Dataset records -
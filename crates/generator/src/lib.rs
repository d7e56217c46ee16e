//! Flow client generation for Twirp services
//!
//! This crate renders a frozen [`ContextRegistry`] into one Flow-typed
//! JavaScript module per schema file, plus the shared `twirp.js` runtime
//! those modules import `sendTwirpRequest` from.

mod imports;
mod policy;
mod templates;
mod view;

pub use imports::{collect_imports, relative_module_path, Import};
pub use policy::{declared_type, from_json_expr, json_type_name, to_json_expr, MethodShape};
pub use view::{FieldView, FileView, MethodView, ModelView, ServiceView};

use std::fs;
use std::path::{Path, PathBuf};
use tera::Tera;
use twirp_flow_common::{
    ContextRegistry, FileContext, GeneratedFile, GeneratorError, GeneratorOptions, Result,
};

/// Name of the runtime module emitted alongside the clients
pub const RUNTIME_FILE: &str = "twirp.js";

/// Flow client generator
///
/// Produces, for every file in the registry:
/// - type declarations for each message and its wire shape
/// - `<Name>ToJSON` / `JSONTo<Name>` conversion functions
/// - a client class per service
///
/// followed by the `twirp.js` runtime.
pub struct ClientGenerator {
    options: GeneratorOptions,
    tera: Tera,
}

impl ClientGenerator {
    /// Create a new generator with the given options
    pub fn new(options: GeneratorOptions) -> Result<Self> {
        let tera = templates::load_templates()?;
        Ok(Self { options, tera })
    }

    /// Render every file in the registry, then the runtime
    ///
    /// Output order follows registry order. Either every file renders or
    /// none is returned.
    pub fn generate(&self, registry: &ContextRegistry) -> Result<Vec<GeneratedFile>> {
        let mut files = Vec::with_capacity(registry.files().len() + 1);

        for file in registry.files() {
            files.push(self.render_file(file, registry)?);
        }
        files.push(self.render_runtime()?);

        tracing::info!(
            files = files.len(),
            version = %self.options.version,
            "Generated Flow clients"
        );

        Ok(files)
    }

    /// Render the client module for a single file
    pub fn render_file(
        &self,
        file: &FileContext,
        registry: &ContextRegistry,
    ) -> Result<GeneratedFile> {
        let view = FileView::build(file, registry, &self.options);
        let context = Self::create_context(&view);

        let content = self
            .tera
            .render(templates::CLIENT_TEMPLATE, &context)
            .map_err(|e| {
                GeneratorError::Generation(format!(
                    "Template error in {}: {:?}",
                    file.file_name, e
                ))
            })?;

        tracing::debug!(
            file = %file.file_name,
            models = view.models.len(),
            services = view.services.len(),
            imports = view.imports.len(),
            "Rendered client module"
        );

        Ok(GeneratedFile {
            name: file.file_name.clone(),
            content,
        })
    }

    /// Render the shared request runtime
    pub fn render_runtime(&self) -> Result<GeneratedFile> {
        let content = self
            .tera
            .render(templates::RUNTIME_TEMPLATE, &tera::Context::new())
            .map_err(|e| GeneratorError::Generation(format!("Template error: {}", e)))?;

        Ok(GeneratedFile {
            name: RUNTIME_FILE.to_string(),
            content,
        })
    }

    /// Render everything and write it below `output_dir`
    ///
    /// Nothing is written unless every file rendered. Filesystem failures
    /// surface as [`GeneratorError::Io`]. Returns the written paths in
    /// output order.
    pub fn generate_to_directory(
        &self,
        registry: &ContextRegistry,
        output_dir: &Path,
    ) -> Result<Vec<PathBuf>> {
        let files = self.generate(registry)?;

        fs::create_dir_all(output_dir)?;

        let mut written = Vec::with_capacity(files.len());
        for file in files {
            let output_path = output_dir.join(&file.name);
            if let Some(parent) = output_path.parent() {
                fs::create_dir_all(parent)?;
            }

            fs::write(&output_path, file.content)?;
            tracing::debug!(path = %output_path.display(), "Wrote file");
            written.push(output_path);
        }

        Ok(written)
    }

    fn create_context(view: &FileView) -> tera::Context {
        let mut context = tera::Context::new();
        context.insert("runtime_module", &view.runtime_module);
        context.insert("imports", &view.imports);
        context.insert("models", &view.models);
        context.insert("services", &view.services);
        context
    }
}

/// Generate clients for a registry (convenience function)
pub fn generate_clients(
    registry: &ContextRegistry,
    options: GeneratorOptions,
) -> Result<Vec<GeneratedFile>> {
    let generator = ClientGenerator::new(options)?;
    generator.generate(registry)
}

Task directions - Return the lines of the records that include the string "renders".

Task solution -
//! This crate renders a frozen [`ContextRegistry`] into one Flow-typed
    /// Output order follows registry order. Either every file renders or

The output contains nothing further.